Avrupa Birliği (AB) Bakanı ve Başmüzakereci Volkan Bozkır, son dönemde Türkiye-AB ilişkilerinin yeniden enerji kazandığını belirterek, Türkiye-AB ilişkilerinde her iki tarafında büyük çıkarları olduğunu söyledi.
Salonda bulunan dinleyicierine hitap eden Bozkır konuşmasının ardından da kendine yöneltilen soruları cevapladı, Bakan Bozkır’ın değindiği başlıklar ise Kıbrıs meselesi, Vize serbestisi, Suriye meselesi, “(Kürdistan) Öyle bir bölge yok” ve Ermeni meselesine değindi.
Bozkır, Başkent Viyana’daki temasları kapsamında, geçmişi Avusturya’nın doğu ve özellikle de Osmanlı İmparatorluğu ile ilişkilerine uzman yetiştirmek üzere kurulan Viyana Diplomatik Akademisi’nde, Türkiye’nin AB müzakere süreci, vize serbestisi, sığınmacı krizi, Suriye krizi ve bölgesel gelişmeler olmak üzere pek çok konuya değindi ve soruları yanıtladı.

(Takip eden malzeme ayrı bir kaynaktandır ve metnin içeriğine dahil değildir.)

//! NPC ticks and the autonomous NPC loop.
//!
//! A tick lets at most one enemy act. Ticks run with the runtime's tick gate
//! held, whether they come from the repeating loop or from the tick that
//! follows a player action, so the two never interleave.

use std::sync::{Arc, Weak};
use std::time::Duration;

use tokio::task::JoinHandle;
use tracing::{debug, info};

use game_core::{EnemyStrike, NpcTurn};

use crate::api::{Result, RuntimeError};
use crate::events::{Event, Notification};
use crate::pacing::{RunMode, RunState};
use crate::runtime::Inner;

/// What a finished tick asks of its caller.
#[derive(Debug, Clone, Copy, PartialEq, Eq)]
pub(crate) struct TickReport {
    /// Suspension before the next tick may run.
    pub pace: Duration,
    /// The robot fell during this tick; the game is already stopped.
    pub defeated: bool,
}

impl TickReport {
    const IDLE: Self = Self {
        pace: Duration::ZERO,
        defeated: false,
    };
}

/// Runs one NPC tick. The caller holds the tick gate.
pub(crate) async fn run_tick(inner: &Inner) -> Result<TickReport> {
    let started = inner.run.current();
    let pacing = inner.pacing();

    let turn = {
        let mut session = inner.session.lock().await;
        let Some(active) = session.active.as_mut() else {
            return Ok(TickReport::IDLE);
        };
        if started.mode != RunMode::Running || !active.state.robot.is_alive() {
            return Ok(TickReport::IDLE);
        }

        let (turn, step) = active.engine().begin_npc_tick();
        debug!(target: "runtime::worker", ?turn, ?step, "npc tick");
        if turn != NpcTurn::Idle {
            active.publish_state(&inner.events);
        }
        turn
    };

    match turn {
        NpcTurn::Idle => Ok(TickReport::IDLE),
        NpcTurn::Scripted { .. } => Ok(TickReport {
            pace: pacing.enemy_move(),
            defeated: false,
        }),
        NpcTurn::Strike { index } => {
            inner.run.pause(pacing.enemy_telegraph(), started).await?;

            let mut session = inner.session.lock().await;
            let Some(active) = session.active.as_mut() else {
                return Ok(TickReport::IDLE);
            };

            match active.engine().resolve_enemy_strike(index) {
                EnemyStrike::Missed => {
                    debug!(target: "runtime::worker", index, "enemy strike missed");
                }
                EnemyStrike::Hit { remaining } => {
                    debug!(target: "runtime::worker", index, remaining, "enemy strike hit");
                    active.publish_state(&inner.events);
                }
                EnemyStrike::RobotDefeated => {
                    info!(target: "runtime::worker", index, "robot defeated");
                    active.publish_state(&inner.events);
                    drop(session);

                    inner
                        .events
                        .publish(Event::Notification(Notification::robot_defeated()));
                    inner.run.set(RunMode::Stopped);
                    return Ok(TickReport {
                        pace: Duration::ZERO,
                        defeated: true,
                    });
                }
            }

            Ok(TickReport {
                pace: pacing.enemy_attack(),
                defeated: false,
            })
        }
    }
}

/// The NPC tick that follows a player action.
///
/// Pauses the autonomous loop, ticks once, waits out the pace, then hands
/// control back to a fresh loop.
pub(crate) async fn player_phase(inner: &Arc<Inner>) -> Result<()> {
    let _gate = inner.tick_gate.lock().await;
    inner.cancel_npc_loop().await;

    let report = run_tick(inner).await?;
    if report.defeated {
        return Err(RuntimeError::Cancelled);
    }

    let state = inner.run.current();
    inner.run.pause(report.pace, state).await?;

    inner.respawn_npc_loop(report.pace);
    Ok(())
}

/// Spawns the repeating NPC task.
///
/// The task holds the runtime weakly and exits once the mode leaves
/// `Running`, the robot falls, or the runtime is dropped.
pub(crate) fn spawn_npc_loop(inner: &Arc<Inner>, initial_delay: Duration) -> JoinHandle<()> {
    let weak = Arc::downgrade(inner);
    let mut watch = inner.run.watch();

    tokio::spawn(async move {
        let mut delay = initial_delay;
        loop {
            let Some(state) = current_running_state(&weak) else {
                break;
            };
            if watch.pause(delay, state).await.is_err() {
                break;
            }

            let Some(inner) = weak.upgrade() else {
                break;
            };
            let _gate = inner.tick_gate.lock().await;
            if inner.run.current() != state {
                break;
            }

            match run_tick(&inner).await {
                Ok(report) if !report.defeated => delay = report.pace,
                Ok(_) => break,
                Err(err) => {
                    debug!(target: "runtime::worker", error = %err, "npc loop interrupted");
                    break;
                }
            }
        }
        debug!(target: "runtime::worker", "npc loop finished");
    })
}

fn current_running_state(weak: &Weak<Inner>) -> Option<RunState> {
    let inner = weak.upgrade()?;
    let state = inner.run.current();
    (state.mode == RunMode::Running).then_some(state)
}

AB Bakanı ve Başmüzakereci, Türkiye’nin AB’ye üyelik sürecinin 50-55 yıllık bir geçmişi olduğunu belirterek, “Türkiye yerinde başka bir ülkenin bu kadar uzun sabırla bunu götürebileceğini sanmıyorum. Bu ilişki devam devam ediyor çünkü, her iki tarafın birbirlerinden büyük çıkarları var” dedi.
Türkiye’nin AB üyeliği için sivil, yargı, askeri alanda 2 bin yasa değişikliği yaptığı bilgisini veren Bozkır, AB tarafından da bakıldığında Türkiye’nin, AB için hareketli bir ekonomik pazar olduğunu, Türkiye’deki genç nüfusun AB için bir avantaj olduğunu, aynı şekilde Türkiye’nin güçlü ordusunun, süper güç potansiyeli olan AB’nin çıkarına olduğunu ve Türkiye’nin doğal enerji kaynaklarına komşu olmasının yine AB’nin avantajına olduğunu ifade etti.
Volkan Bozkır, Türkiye ile AB ilişkilerinin son dönem kazandığı ivme için de “Biz bugün ilişkiler yeniden enerji kazanma sürecini yaşıyoruz ilişkilerde. Farklı problemler karşılaşıyoruz ama birlikte çözüm bulabiliyoruz” diye konuştu.
Sığınmacı krizinin bir deprem etkisi yarattığını kaydeden Bozkır, Avrupalı muhataplarının bu işin ilk çıktığı yıllarda Türkiye’nin uyarılarına kulak asmadığını, bunun Temmuz’a kadar sürdüğünü ardından bu durumun Temmuz’dan sonra değiştiğini ifade etti.
Türkiye’yi ve Avrupa’yı son dönemde sarsan terörün hedefinin hep aynı olduğunu belirten bakan, “Birbirlerini başkaları üstünden kullanıyorlar ve yeniden Avrupa’yı vurmaya başladı. Şimdi tabi herkes üzgün ama bunun karşı mücadelede bilgi paylaşımı gerekli” ifadelerini kullandı.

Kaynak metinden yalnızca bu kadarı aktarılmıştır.